Stored data entries
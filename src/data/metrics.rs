use super::aggregate::{aggregate, count_matching, Operation};
use super::model::Dataset;

// ---------------------------------------------------------------------------
// Kpi – one headline metric with a placeholder trend
// ---------------------------------------------------------------------------

/// A single headline metric: label, raw value, pre-formatted display text
/// and a small trend series for the sparkline under the metric.
///
/// The trend points are SYNTHETIC placeholders derived from the current
/// value (small constants subtracted, clamped at zero). There is no
/// historical storage behind them; they exist only to sketch a direction
/// on the KPI card and must not be read as a time series.
#[derive(Debug, Clone, PartialEq)]
pub struct Kpi {
    pub label: &'static str,
    pub value: f64,
    pub display: String,
    pub trend: Vec<f64>,
}

impl Kpi {
    fn new(label: &'static str, value: f64, display: String, trend: Vec<f64>) -> Self {
        Kpi {
            label,
            value,
            display,
            trend,
        }
    }
}

/// Three placeholder points leading up to the current value.
fn trend_minus(value: f64, a: f64, b: f64) -> Vec<f64> {
    vec![(value - a).max(0.0), (value - b).max(0.0), value]
}

/// Multiplicative variant for money-scale values.
fn trend_scale(value: f64, a: f64, b: f64) -> Vec<f64> {
    vec![(value * a).max(0.0), (value * b).max(0.0), value]
}

/// Group an integer-valued amount with thousands separators.
pub fn group_thousands(value: f64) -> String {
    let negative = value < 0.0;
    let digits = format!("{:.0}", value.abs());
    let mut grouped = String::with_capacity(digits.len() + digits.len() / 3);
    for (i, c) in digits.chars().enumerate() {
        if i > 0 && (digits.len() - i) % 3 == 0 {
            grouped.push(',');
        }
        grouped.push(c);
    }
    if negative {
        format!("-{grouped}")
    } else {
        grouped
    }
}

// ---------------------------------------------------------------------------
// Per-view KPI rows
// ---------------------------------------------------------------------------

/// Company overview. Revenue and satisfaction are static sample figures;
/// the record-derived KPIs come from the already-filtered datasets.
pub fn overview_kpis(it: &Dataset, hr: &Dataset, consulting: &Dataset, ai: &Dataset) -> Vec<Kpi> {
    let total_projects = (it.len() + consulting.len() + ai.len()) as f64;
    let total_employees = hr.len() as f64;
    let monthly_revenue = 2_500_000.0;
    let satisfaction = 94.5;

    vec![
        Kpi::new(
            "Total Active Projects",
            total_projects,
            format!("{total_projects:.0}"),
            trend_minus(total_projects, 3.0, 1.0),
        ),
        Kpi::new(
            "Total Employees",
            total_employees,
            format!("{total_employees:.0}"),
            trend_minus(total_employees, 10.0, 5.0),
        ),
        Kpi::new(
            "Monthly Revenue (PKR)",
            monthly_revenue,
            group_thousands(monthly_revenue),
            trend_scale(monthly_revenue / 1e5, 0.85, 0.9),
        ),
        Kpi::new(
            "Client Satisfaction",
            satisfaction,
            format!("{satisfaction}%"),
            vec![90.0, 92.0, satisfaction],
        ),
    ]
}

/// Information Technology view.
pub fn it_kpis(data: &Dataset) -> Vec<Kpi> {
    let active = count_matching(data, "status", "Active");
    let completed = count_matching(data, "status", "Completed");
    let avg_completion = aggregate(data, "completion_percentage", Operation::Mean);
    let total_budget = aggregate(data, "budget", Operation::Sum);

    vec![
        Kpi::new(
            "Active Projects",
            active,
            format!("{active:.0}"),
            trend_minus(active, 2.0, 1.0),
        ),
        Kpi::new(
            "Completed Projects",
            completed,
            format!("{completed:.0}"),
            trend_minus(completed, 3.0, 1.0),
        ),
        Kpi::new(
            "Avg Completion",
            avg_completion,
            format!("{avg_completion:.1}%"),
            trend_minus(avg_completion, 5.0, 2.0),
        ),
        Kpi::new(
            "Total Budget",
            total_budget,
            format!("PKR {}", group_thousands(total_budget)),
            trend_scale(total_budget, 0.9, 1.0),
        ),
    ]
}

/// HR Solutions & Services view.
pub fn hr_kpis(data: &Dataset) -> Vec<Kpi> {
    let employees = data.len() as f64;
    let avg_perf = aggregate(data, "performance_score", Operation::Mean);
    let active = count_matching(data, "status", "Active");
    let avg_salary = aggregate(data, "salary", Operation::Mean);

    vec![
        Kpi::new(
            "Total Employees",
            employees,
            format!("{employees:.0}"),
            trend_minus(employees, 10.0, 5.0),
        ),
        Kpi::new(
            "Avg Performance",
            avg_perf,
            format!("{avg_perf:.1}/10"),
            trend_minus(avg_perf, 1.0, 0.0),
        ),
        Kpi::new(
            "Active Employees",
            active,
            format!("{active:.0}"),
            trend_minus(active, 2.0, 0.0),
        ),
        Kpi::new(
            "Avg Salary",
            avg_salary,
            format!("PKR {}", group_thousands(avg_salary)),
            trend_scale(avg_salary, 0.95, 1.0),
        ),
    ]
}

/// Business Consulting view.
pub fn consulting_kpis(data: &Dataset) -> Vec<Kpi> {
    let active = count_matching(data, "status", "Active");
    let avg_duration = aggregate(data, "duration_months", Operation::Mean);
    let total_value = aggregate(data, "project_value", Operation::Sum);
    let satisfaction = aggregate(data, "client_satisfaction", Operation::Mean);

    vec![
        Kpi::new(
            "Active Consultations",
            active,
            format!("{active:.0}"),
            trend_minus(active, 2.0, 0.0),
        ),
        Kpi::new(
            "Avg Duration",
            avg_duration,
            format!("{avg_duration:.1} months"),
            trend_minus(avg_duration, 2.0, 0.0),
        ),
        Kpi::new(
            "Total Value",
            total_value,
            format!("PKR {}", group_thousands(total_value)),
            trend_scale(total_value, 0.9, 1.0),
        ),
        Kpi::new(
            "Client Satisfaction",
            satisfaction,
            format!("{satisfaction:.1}/10"),
            trend_minus(satisfaction, 1.0, 0.0),
        ),
    ]
}

/// Data Digitization (AI & data services) view.
pub fn ai_kpis(data: &Dataset) -> Vec<Kpi> {
    let active = count_matching(data, "status", "Active");
    let avg_accuracy = aggregate(data, "model_accuracy", Operation::Mean);
    let data_volume = aggregate(data, "data_volume_gb", Operation::Sum);
    let savings = aggregate(data, "automation_savings", Operation::Sum);

    vec![
        Kpi::new(
            "Active AI Projects",
            active,
            format!("{active:.0}"),
            trend_minus(active, 1.0, 0.0),
        ),
        Kpi::new(
            "Avg Model Accuracy",
            avg_accuracy,
            format!("{avg_accuracy:.1}%"),
            trend_minus(avg_accuracy, 2.0, 0.0),
        ),
        Kpi::new(
            "Data Processed",
            data_volume,
            format!("{data_volume:.0} GB"),
            trend_minus(data_volume, 50.0, 0.0),
        ),
        Kpi::new(
            "Automation Savings",
            savings,
            format!("PKR {}", group_thousands(savings)),
            trend_scale(savings, 0.9, 1.0),
        ),
    ]
}

#[cfg(test)]
mod tests {
    use super::*;
    use crate::data::model::tests::rec;
    use crate::data::model::FieldValue;

    #[test]
    fn empty_datasets_give_zero_kpis() {
        let empty = Dataset::default();
        for kpi in it_kpis(&empty)
            .into_iter()
            .chain(hr_kpis(&empty))
            .chain(consulting_kpis(&empty))
            .chain(ai_kpis(&empty))
        {
            assert_eq!(kpi.value, 0.0, "{} should be zero", kpi.label);
        }
    }

    #[test]
    fn trends_are_clamped_at_zero() {
        assert_eq!(trend_minus(1.0, 3.0, 1.0), vec![0.0, 0.0, 1.0]);
        assert_eq!(trend_minus(5.0, 2.0, 1.0), vec![3.0, 4.0, 5.0]);
    }

    #[test]
    fn it_kpis_from_records() {
        let ds = Dataset::new(
            vec!["status".into(), "completion_percentage".into(), "budget".into()],
            vec![
                rec(&[
                    ("status", FieldValue::Text("Active".into())),
                    ("completion_percentage", FieldValue::Float(40.0)),
                    ("budget", FieldValue::Integer(1_000)),
                ]),
                rec(&[
                    ("status", FieldValue::Text("Completed".into())),
                    ("completion_percentage", FieldValue::Float(100.0)),
                    ("budget", FieldValue::Integer(2_000)),
                ]),
            ],
        );
        let kpis = it_kpis(&ds);
        assert_eq!(kpis[0].value, 1.0);
        assert_eq!(kpis[1].value, 1.0);
        assert_eq!(kpis[2].value, 70.0);
        assert_eq!(kpis[3].value, 3_000.0);
        assert_eq!(kpis[3].display, "PKR 3,000");
    }

    #[test]
    fn thousands_grouping() {
        assert_eq!(group_thousands(0.0), "0");
        assert_eq!(group_thousands(999.0), "999");
        assert_eq!(group_thousands(2_500_000.0), "2,500,000");
        assert_eq!(group_thousands(-1234.0), "-1,234");
    }

    #[test]
    fn overview_mixes_derived_and_sample_figures() {
        let one_row = Dataset::new(
            vec!["status".into()],
            vec![rec(&[("status", FieldValue::Text("Active".into()))])],
        );
        let kpis = overview_kpis(&one_row, &one_row, &one_row, &one_row);
        assert_eq!(kpis[0].value, 3.0); // it + consulting + ai
        assert_eq!(kpis[1].value, 1.0); // hr
        assert_eq!(kpis[2].display, "2,500,000");
        assert_eq!(kpis[3].value, 94.5);
    }
}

▶ [WORK REQUEST] Extract the first line above and each line after it up to and including the one with "a placeholder trend", please, exactly and with nothing else.

▶ [EXERCISE RESULT]
filename src/data/metrics.rs
use super::aggregate::{aggregate, count_matching, Operation};
use super::model::Dataset;

// ---------------------------------------------------------------------------
// Kpi – one headline metric with a placeholder trend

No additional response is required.